Segment Start: The data

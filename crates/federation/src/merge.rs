//! Transient merge store for split-plan extraction.
//!
//! Both legs of a split query are materialized here under the uniform
//! message identity, deduplicating records at the retention boundary, then
//! streamed out as one homogeneous, key-ordered sequence.

use std::collections::BTreeMap;
use std::path::Path;

use tokio::io::AsyncWriteExt;

use extract_common::ExtractionResult;

use crate::backend::{MessageKey, ObsMessage};

/// In-memory merge store keyed by message identity.
#[derive(Debug, Default)]
pub struct MergeStore {
    messages: BTreeMap<MessageKey, ObsMessage>,
}

impl MergeStore {
    pub fn new() -> Self {
        Self::default()
    }

    /// Import one leg's messages. A record already present under the same
    /// identity is kept; later imports never overwrite earlier ones.
    pub fn import<I: IntoIterator<Item = ObsMessage>>(&mut self, messages: I) -> usize {
        let mut inserted = 0;

        for message in messages {
            if let std::collections::btree_map::Entry::Vacant(entry) =
                self.messages.entry(message.key())
            {
                entry.insert(message);
                inserted += 1;
            }
        }

        inserted
    }

    pub fn len(&self) -> usize {
        self.messages.len()
    }

    pub fn is_empty(&self) -> bool {
        self.messages.is_empty()
    }

    pub fn messages(&self) -> impl Iterator<Item = &ObsMessage> {
        self.messages.values()
    }

    /// Stream the merged records to `dest` as key-ordered JSON lines;
    /// returns bytes written.
    pub async fn write_to(&self, dest: &Path) -> ExtractionResult<u64> {
        let mut file = tokio::fs::File::create(dest).await?;
        let mut written = 0u64;

        for message in self.messages.values() {
            let mut line = serde_json::to_vec(message)?;
            line.push(b'\n');
            file.write_all(&line).await?;
            written += line.len() as u64;
        }

        file.flush().await?;
        Ok(written)
    }
}

#[cfg(test)]
mod tests {
    use super::*;
    use chrono::{TimeZone, Utc};
    use tempfile::TempDir;

    fn message(station: &str, hour: u32, value: f64) -> ObsMessage {
        ObsMessage {
            network: "synop".to_string(),
            station: station.to_string(),
            lon: 11.34,
            lat: 44.5,
            reftime: Utc.with_ymd_and_hms(2024, 1, 10, hour, 0, 0).unwrap(),
            level: "103,2000".to_string(),
            timerange: "254,0,0".to_string(),
            varcode: "B12101".to_string(),
            value,
            confidence: None,
        }
    }

    #[test]
    fn test_import_deduplicates_by_identity() {
        let mut store = MergeStore::new();

        // The archive leg and the observation leg overlap on the boundary
        // record for station A at 06Z.
        store.import(vec![message("A", 0, 271.4), message("A", 6, 272.0)]);
        let inserted = store.import(vec![message("A", 6, 272.0), message("B", 6, 270.1)]);

        assert_eq!(inserted, 1);
        assert_eq!(store.len(), 3);
    }

    #[test]
    fn test_first_import_wins() {
        let mut store = MergeStore::new();
        store.import(vec![message("A", 6, 272.0)]);
        store.import(vec![message("A", 6, 999.9)]);

        let values: Vec<f64> = store.messages().map(|m| m.value).collect();
        assert_eq!(values, vec![272.0]);
    }

    #[tokio::test]
    async fn test_write_is_key_ordered_json_lines() {
        let dir = TempDir::new().unwrap();
        let dest = dir.path().join("merged.json");

        let mut store = MergeStore::new();
        store.import(vec![message("B", 6, 270.1), message("A", 0, 271.4)]);

        let written = store.write_to(&dest).await.unwrap();
        assert!(written > 0);

        let content = std::fs::read_to_string(&dest).unwrap();
        let lines: Vec<&str> = content.lines().collect();
        assert_eq!(lines.len(), 2);
        // Station A sorts before station B.
        assert!(lines[0].contains("\"station\":\"A\""));
        assert!(lines[1].contains("\"station\":\"B\""));
    }
}
//! Schedule lifecycle, recurrence cadence and on-data-ready triggering.

pub mod crontab;
pub mod data_ready;
pub mod manager;
pub mod window;

pub use data_ready::{evaluate_data_ready, DataReadyEvent};
pub use manager::{is_due, ScheduleManager};
pub use window::advance_window;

Segment End: The data

What is required
All lines of the records above that carry the word "split" should be listed.

Response for this exercise
//! Transient merge store for split-plan extraction.
//! Both legs of a split query are materialized here under the uniform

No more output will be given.